DATASET ENTRIES:
☆ ☆ ☆ ☆ ☆
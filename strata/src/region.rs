//! Regions are the unit of generation, persistence and concurrency. Each region owns a
//! fixed square of slices, its lifecycle state and the queues of work deferred until
//! the region is generated or activated.

use std::sync::atomic::{AtomicBool, AtomicU32, Ordering};
use std::fmt;

use arcstr::ArcStr;
use glam::IVec2;
use parking_lot::{Mutex, MutexGuard};

use crate::slice::{Slice, SLICE_SIZE, calc_slice_pos};
use crate::tile_entity::TileEntity;
use crate::entity::EntitySpawn;
use crate::util::TileRect;


/// Number of slices along each axis of a region.
pub const REGION_SLICES: usize = 4;
/// Total number of slices in a region.
pub const REGION_SLICE_COUNT: usize = REGION_SLICES * REGION_SLICES;
/// Region size in tiles, along each axis.
pub const REGION_SIZE: usize = REGION_SLICES * SLICE_SIZE;

const REGION_SHIFT: u32 = REGION_SIZE.trailing_zeros();


/// Calculate the region coordinates owning the given tile position.
#[inline]
pub fn calc_region_pos(pos: IVec2) -> IVec2 {
    IVec2::new(pos.x >> REGION_SHIFT, pos.y >> REGION_SHIFT)
}

/// Calculate the position of the first tile of the given region.
#[inline]
pub fn calc_region_offset(region: IVec2) -> IVec2 {
    region * REGION_SIZE as i32
}

/// Calculate the tile rectangle covered by the given region.
#[inline]
pub fn calc_region_rect(region: IVec2) -> TileRect {
    TileRect::from_size(calc_region_offset(region), IVec2::splat(REGION_SIZE as i32))
}

/// Calculate the index of the slice containing the given tile position, the position
/// must be inside the region but can be absolute.
#[inline]
pub fn calc_slice_index(pos: IVec2) -> usize {
    let slice = calc_slice_pos(pos);
    let x = slice.x as usize & (REGION_SLICES - 1);
    let y = slice.y as usize & (REGION_SLICES - 1);
    y * REGION_SLICES + x
}


/// An action that cannot run while generating, because no live simulation exists yet,
/// and that is replayed once the region becomes active.
#[derive(Debug, Clone, PartialEq)]
pub enum DeferredAction {
    AddEntity(EntitySpawn),
    AddTileEntity {
        pos: IVec2,
        tile_entity: TileEntity,
    },
}

/// Variant data of a structure placement.
#[derive(Debug, Clone, Copy, PartialEq, Eq, Hash, Default)]
pub struct StructureVariant {
    /// Mirror the structure along the X axis.
    pub mirrored: bool,
    /// Seed driving every random choice of the structure.
    pub seed: i64,
}

/// A structure placement recorded against a region that was not the one being
/// generated when the structure was placed. It is applied exactly once, clipped to
/// the bounds of the region owning it.
#[derive(Debug, Clone, PartialEq)]
pub struct PendingStructure {
    /// The region that placed the structure.
    pub origin_region: IVec2,
    /// Origin of the structure relative to the first tile of the origin region.
    pub offset: IVec2,
    /// Name of the structure in the structure registry.
    pub structure: ArcStr,
    pub variant: StructureVariant,
}

impl PendingStructure {

    /// Absolute tile position of the structure's origin.
    #[inline]
    pub fn origin(&self) -> IVec2 {
        calc_region_offset(self.origin_region) + self.offset
    }

}


/// The data owned by whoever currently holds the region's generation permit, or by the
/// simulation thread once generated.
#[derive(Debug, Default)]
pub struct RegionData {
    /// All slices of the region, rows first, allocated on first generation or load.
    slices: Option<Box<[Slice]>>,
    /// Ordered deferred actions produced while generating.
    deferred: Vec<DeferredAction>,
}

impl RegionData {

    /// Return true if slice storage has been allocated.
    #[inline]
    pub fn has_slices(&self) -> bool {
        self.slices.is_some()
    }

    /// Allocate slice storage if not already done, and return it. Storage is only ever
    /// allocated once.
    pub fn ensure_slices(&mut self) -> &mut [Slice] {
        self.slices.get_or_insert_with(|| {
            (0..REGION_SLICE_COUNT).map(|_| Slice::new()).collect()
        })
    }

    /// Prepare for a run of the stage pipeline: every slice is emptied in place and
    /// deferred actions left by a previous failed run are dropped.
    pub(crate) fn reset_for_generation(&mut self) {
        for slice in self.ensure_slices() {
            *slice = Slice::new();
        }
        self.deferred.clear();
    }

    /// Replace the slice storage, used by persistence when loading a region.
    pub(crate) fn set_slices(&mut self, slices: Box<[Slice]>) {
        debug_assert_eq!(slices.len(), REGION_SLICE_COUNT);
        self.slices = Some(slices);
    }

    #[inline]
    pub fn slices(&self) -> Option<&[Slice]> {
        self.slices.as_deref()
    }

    #[inline]
    pub fn slices_mut(&mut self) -> Option<&mut [Slice]> {
        self.slices.as_deref_mut()
    }

    /// Get the slice containing the given tile, the position must be in the region.
    #[inline]
    pub fn slice_at(&self, pos: IVec2) -> Option<&Slice> {
        self.slices.as_ref().map(|slices| &slices[calc_slice_index(pos)])
    }

    /// Get the tile at the given position, the position must be in the region.
    #[inline]
    pub fn tile(&self, pos: IVec2) -> Option<u16> {
        self.slice_at(pos).map(|slice| slice.tile(pos))
    }

    #[inline]
    pub fn wall(&self, pos: IVec2) -> Option<u16> {
        self.slice_at(pos).map(|slice| slice.wall(pos))
    }

    #[inline]
    pub fn light(&self, pos: IVec2) -> Option<u8> {
        self.slice_at(pos).map(|slice| slice.light(pos))
    }

    #[inline]
    pub fn deferred(&self) -> &[DeferredAction] {
        &self.deferred
    }

    #[inline]
    pub fn push_deferred(&mut self, action: DeferredAction) {
        self.deferred.push(action);
    }

    /// Remove the deferred tile entity addition at the given position, if any.
    pub(crate) fn cancel_deferred_tile_entity(&mut self, pos: IVec2) {
        self.deferred.retain(|action| !matches!(action, DeferredAction::AddTileEntity { pos: p, .. } if *p == pos));
    }

    /// Take all deferred actions, in order.
    #[inline]
    pub fn take_deferred(&mut self) -> Vec<DeferredAction> {
        std::mem::take(&mut self.deferred)
    }

}


/// Lifecycle flags and counters of a region. All of them are atomics because they are
/// read by the store and the workers concurrently.
#[derive(Debug, Default)]
pub struct RegionState {
    /// The full generation pipeline has completed.
    generated: AtomicBool,
    /// The generation permit is held.
    permit: AtomicBool,
    /// Persistence has been consulted for this region.
    loaded: AtomicBool,
    /// The structures placed by this region over its neighbors have been queued to
    /// them, this survives invalidation.
    placed: AtomicBool,
    /// Number of reasons this region must stay loaded and active.
    anchors: AtomicU32,
    /// Number of temporary holds, taken while some generation task needs the region.
    pins: AtomicU32,
    /// Number of store ticks this region has been idle.
    idle_ticks: AtomicU32,
}

impl RegionState {

    /// Try to acquire the generation permit, this fails immediately if it is already
    /// held by someone else. The permit is released when the returned guard is dropped.
    pub fn try_acquire_permit(&self) -> Option<GenPermit<'_>> {
        self.permit.compare_exchange(false, true, Ordering::Acquire, Ordering::Relaxed)
            .ok()
            .map(|_| GenPermit { state: self })
    }

    /// Return true if a generation permit is currently held.
    #[inline]
    pub fn is_generating(&self) -> bool {
        self.permit.load(Ordering::Acquire)
    }

    #[inline]
    pub fn is_generated(&self) -> bool {
        self.generated.load(Ordering::Acquire)
    }

    #[inline]
    pub(crate) fn set_generated(&self, generated: bool) {
        self.generated.store(generated, Ordering::Release);
    }

    #[inline]
    pub fn has_placed(&self) -> bool {
        self.placed.load(Ordering::Acquire)
    }

    #[inline]
    pub(crate) fn set_placed(&self) {
        self.placed.store(true, Ordering::Release);
    }

    #[inline]
    pub(crate) fn is_loaded(&self) -> bool {
        self.loaded.load(Ordering::Acquire)
    }

    #[inline]
    pub(crate) fn set_loaded(&self) {
        self.loaded.store(true, Ordering::Release);
    }

    /// Add an anchor, returning the new anchor count.
    #[inline]
    pub(crate) fn anchor(&self) -> u32 {
        self.anchors.fetch_add(1, Ordering::AcqRel) + 1
    }

    /// Remove an anchor, returning the new anchor count. Removing an anchor from an
    /// unanchored region does nothing.
    pub(crate) fn unanchor(&self) -> u32 {
        match self.anchors.fetch_update(Ordering::AcqRel, Ordering::Acquire, |n| n.checked_sub(1)) {
            Ok(prev) => prev - 1,
            Err(_) => 0,
        }
    }

    #[inline]
    pub fn anchors(&self) -> u32 {
        self.anchors.load(Ordering::Acquire)
    }

    #[inline]
    pub fn is_anchored(&self) -> bool {
        self.anchors() != 0
    }

    #[inline]
    pub(crate) fn pin(&self) {
        self.pins.fetch_add(1, Ordering::AcqRel);
    }

    pub(crate) fn unpin(&self) {
        let prev = self.pins.fetch_update(Ordering::AcqRel, Ordering::Acquire, |n| n.checked_sub(1));
        debug_assert!(prev.is_ok(), "unbalanced region unpin");
    }

    #[inline]
    pub fn pins(&self) -> u32 {
        self.pins.load(Ordering::Acquire)
    }

    /// Total number of holds keeping this region in memory, anchors plus pins.
    #[inline]
    pub fn holds(&self) -> u32 {
        self.anchors() + self.pins()
    }

    /// Increment and return the idle tick counter.
    #[inline]
    pub(crate) fn tick_idle(&self) -> u32 {
        self.idle_ticks.fetch_add(1, Ordering::Relaxed) + 1
    }

    #[inline]
    pub(crate) fn reset_idle(&self) {
        self.idle_ticks.store(0, Ordering::Relaxed);
    }

}

/// Guard of an acquired generation permit, see [`RegionState::try_acquire_permit`].
#[derive(Debug)]
pub struct GenPermit<'a> {
    state: &'a RegionState,
}

impl Drop for GenPermit<'_> {
    fn drop(&mut self) {
        self.state.permit.store(false, Ordering::Release);
    }
}

/// Coarse lifecycle phase of a region, derived from its state and its neighbors.
#[derive(Debug, Clone, Copy, PartialEq, Eq, Hash)]
pub enum RegionPhase {
    /// The region exists in the store but has not been generated.
    Cached,
    /// A generation task holds the permit.
    Generating,
    /// Generated but neither anchored nor next to an anchored region.
    Generated,
    /// Generated and anchored or next to an anchored region.
    Active,
}


/// A region of the world, shared between the store, the workers and the simulation.
pub struct Region {
    /// Region coordinates, immutable.
    pos: IVec2,
    state: RegionState,
    /// Data exclusively used by the holder of the generation permit.
    data: Mutex<RegionData>,
    /// Structures placed by other regions that still have to be applied here. The same
    /// lock covers the transition to generated, see [`Region::push_pending`].
    pending: Mutex<Vec<PendingStructure>>,
}

impl Region {

    pub fn new(pos: IVec2) -> Self {
        Self {
            pos,
            state: RegionState::default(),
            data: Mutex::new(RegionData::default()),
            pending: Mutex::new(Vec::new()),
        }
    }

    #[inline]
    pub fn pos(&self) -> IVec2 {
        self.pos
    }

    /// Position of the first tile of the region.
    #[inline]
    pub fn offset(&self) -> IVec2 {
        calc_region_offset(self.pos)
    }

    #[inline]
    pub fn rect(&self) -> TileRect {
        calc_region_rect(self.pos)
    }

    #[inline]
    pub fn contains(&self, pos: IVec2) -> bool {
        calc_region_pos(pos) == self.pos
    }

    #[inline]
    pub fn state(&self) -> &RegionState {
        &self.state
    }

    #[inline]
    pub fn is_generated(&self) -> bool {
        self.state.is_generated()
    }

    /// Lock the region's data. While a generation task runs, this blocks until it has
    /// completed.
    #[inline]
    pub fn data(&self) -> MutexGuard<'_, RegionData> {
        self.data.lock()
    }

    /// Convenient function to read a tile, none if the position is outside of the region
    /// or if slices are not allocated.
    pub fn tile_at(&self, pos: IVec2) -> Option<u16> {
        if !self.contains(pos) {
            return None;
        }
        self.data.lock().tile(pos)
    }

    /// Append a pending structure record to this region. Returns true if the region is
    /// already generated, in which case the record waits for the next generation
    /// request on this region to be replayed.
    pub fn push_pending(&self, record: PendingStructure) -> bool {
        let mut pending = self.pending.lock();
        pending.push(record);
        // Read under the lock: the generation task drains the queue and sets the
        // generated flag while holding it.
        self.state.is_generated()
    }

    #[inline]
    pub(crate) fn lock_pending(&self) -> MutexGuard<'_, Vec<PendingStructure>> {
        self.pending.lock()
    }

    pub fn pending_count(&self) -> usize {
        self.pending.lock().len()
    }

    #[inline]
    pub fn has_pending(&self) -> bool {
        self.pending_count() != 0
    }

    /// Take all deferred actions to replay them in the simulation.
    pub fn take_deferred(&self) -> Vec<DeferredAction> {
        self.data.lock().take_deferred()
    }

    /// Clear the generated flag so that the next generation request runs every stage
    /// again from the start. Structures this region placed over its neighbors are not
    /// queued to them again. This fails if a generation task currently runs.
    pub fn invalidate(&self) -> bool {
        match self.state.try_acquire_permit() {
            Some(_permit) => {
                self.state.set_generated(false);
                true
            }
            None => false,
        }
    }

}

impl fmt::Debug for Region {
    fn fmt(&self, f: &mut fmt::Formatter<'_>) -> fmt::Result {
        f.debug_struct("Region")
            .field("pos", &self.pos)
            .field("state", &self.state)
            .finish_non_exhaustive()
    }
}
☆ ☆ ☆ ☆ ☆
DIRECTIONS FOR THIS TASK: Your answer should consist of the lines above that hold the word "simulation".

RESPONSE TO THE TASK:
/// An action that cannot run while generating, because no live simulation exists yet,
/// simulation thread once generated.
/// A region of the world, shared between the store, the workers and the simulation.
    /// Take all deferred actions to replay them in the simulation.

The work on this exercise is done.